The cost of humanitarian work is staggering. The WFP will need over $2 billion this year.

Break that number down. We are asking for 30 cents per person per day, and that's what we're asking for. She said that they need the money because they need to reach people quickly.

The United Nations launched its largest single country appeal to help Afghanistan.

It is estimated that 90 percent of Afghanistan's 38 million people are dependent on aid.

In 2020 alone, hundreds of thousands of Afghans became displaced, many living in desperate conditions on the outskirts of cities, in parks and open spaces, wherever they could find a shelter.

Her husband was a shoemaker in the northern province of Kunduz. She sat with her sister on the side of the highway linking Logar's capital, Pul-e-Alam, and said that her brother's work dried up after the Taliban came to power.

She said that they have no heat at home and every day they come and sit here.

In Pul-e-Alam, where temperatures in January and February can drop to lows of minus-16 degrees Celsius (3 degrees Fahrenheit), thousands of men and women line up in the bitter cold to collect a World Food Program ration of flour, oil, salt and lentils.

The WFP surveyed the city for the neediest, giving each a voucher to collect their ration, but word spread quickly through the snow and mud-covered streets that food was being distributed and soon scores of men and women pushed and pleaded for ration. Security forces tried to keep people without vouchers off one side of the crowd.

The WFP distributes food to as many as 500 families a day, said Hussain Andisha, who manages the distribution. He said that most people in Logar province are desperate.

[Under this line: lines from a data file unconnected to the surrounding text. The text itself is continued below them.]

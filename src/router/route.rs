//! Endpoint Routing
//!
//! Turns a channel's endpoint configuration into one concrete URL for a
//! request's endpoint category and model.

use crate::endpoint::template::{resolve, scheme_for_realtime};
use crate::endpoint::{EndpointConfig, EndpointKey};
use crate::error::{ResolverError, Result};

/// Categories consulted, in order, when the requested one is not configured
const FALLBACKS: [EndpointKey; 2] = [EndpointKey::Default, EndpointKey::OpenAi];

/// A resolved endpoint for one outbound call
#[derive(Debug, Clone, PartialEq, Eq)]
pub struct EndpointRoute {
    /// Category that was requested
    pub requested: EndpointKey,

    /// Category whose URL was actually used
    pub matched: EndpointKey,

    /// Fully expanded URL
    pub url: String,
}

impl EndpointRoute {
    /// Resolve the URL for `key`, falling back to `default` and then `openai`
    pub fn resolve(config: &EndpointConfig, key: EndpointKey, model: Option<&str>) -> Result<Self> {
        let (matched, template) = std::iter::once(key)
            .chain(FALLBACKS)
            .find_map(|k| config.get(k).map(|url| (k, url)))
            .ok_or(ResolverError::EndpointNotConfigured { key })?;

        let mut url = resolve(template, model);
        if key == EndpointKey::OpenAiRealtime {
            url = scheme_for_realtime(&url);
        }

        Ok(Self {
            requested: key,
            matched,
            url,
        })
    }

    /// Whether the URL came from a fallback category
    pub fn is_fallback(&self) -> bool {
        self.requested != self.matched
    }
}

impl std::fmt::Display for EndpointRoute {
    fn fmt(&self, f: &mut std::fmt::Formatter<'_>) -> std::fmt::Result {
        if self.is_fallback() {
            write!(f, "{} (via {}) -> {}", self.requested, self.matched, self.url)
        } else {
            write!(f, "{} -> {}", self.requested, self.url)
        }
    }
}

Four women wearing burqas walked past the men at the gate taking vouchers as he spoke. They begged for food, even though they didn't have a ration card. One woman, who gave her name only as Sadarat, said that her husband was a drug user and that he was an 8% of Afghanistan's population.

I don't know where he is. I don't have any food for my children. She said she needed something.

Poverty and conflict drove Sadarat and her five children from their rural home in Logar province to the capital, 38 kilometers away.

Riza Gul yelled from behind Sadarat, saying she has 10 children and a husband who earns less than $1 a day as a laborer on the days he can find work.

What can we do? She asked where we could go.

In Pul-e-Alam, the capital of 23,000 people, the January distribution will provide staple foods to 2,250 families. The WFP has begun distribution in four of the seven districts of Logar province. Hundreds of trucks transporting food are slow going in the snow and can be dangerous.

The need gets worse with each passing day.

From the first day we arrived, the situation has gotten worse. He said that women who were working before the Taliban took power can't work in government departments.

It is certain that the situation will get worse.

The Taliban administration in Logar has not interfered with the aid work of the WFP.

Donor contributions go directly to the people, even as aid organizations and the international community struggle to address one of the world's worst humanitarian disasters without dealing directly with Afghanistan's Taliban rulers.

She said that people come first and that any donation received will be given directly to the people.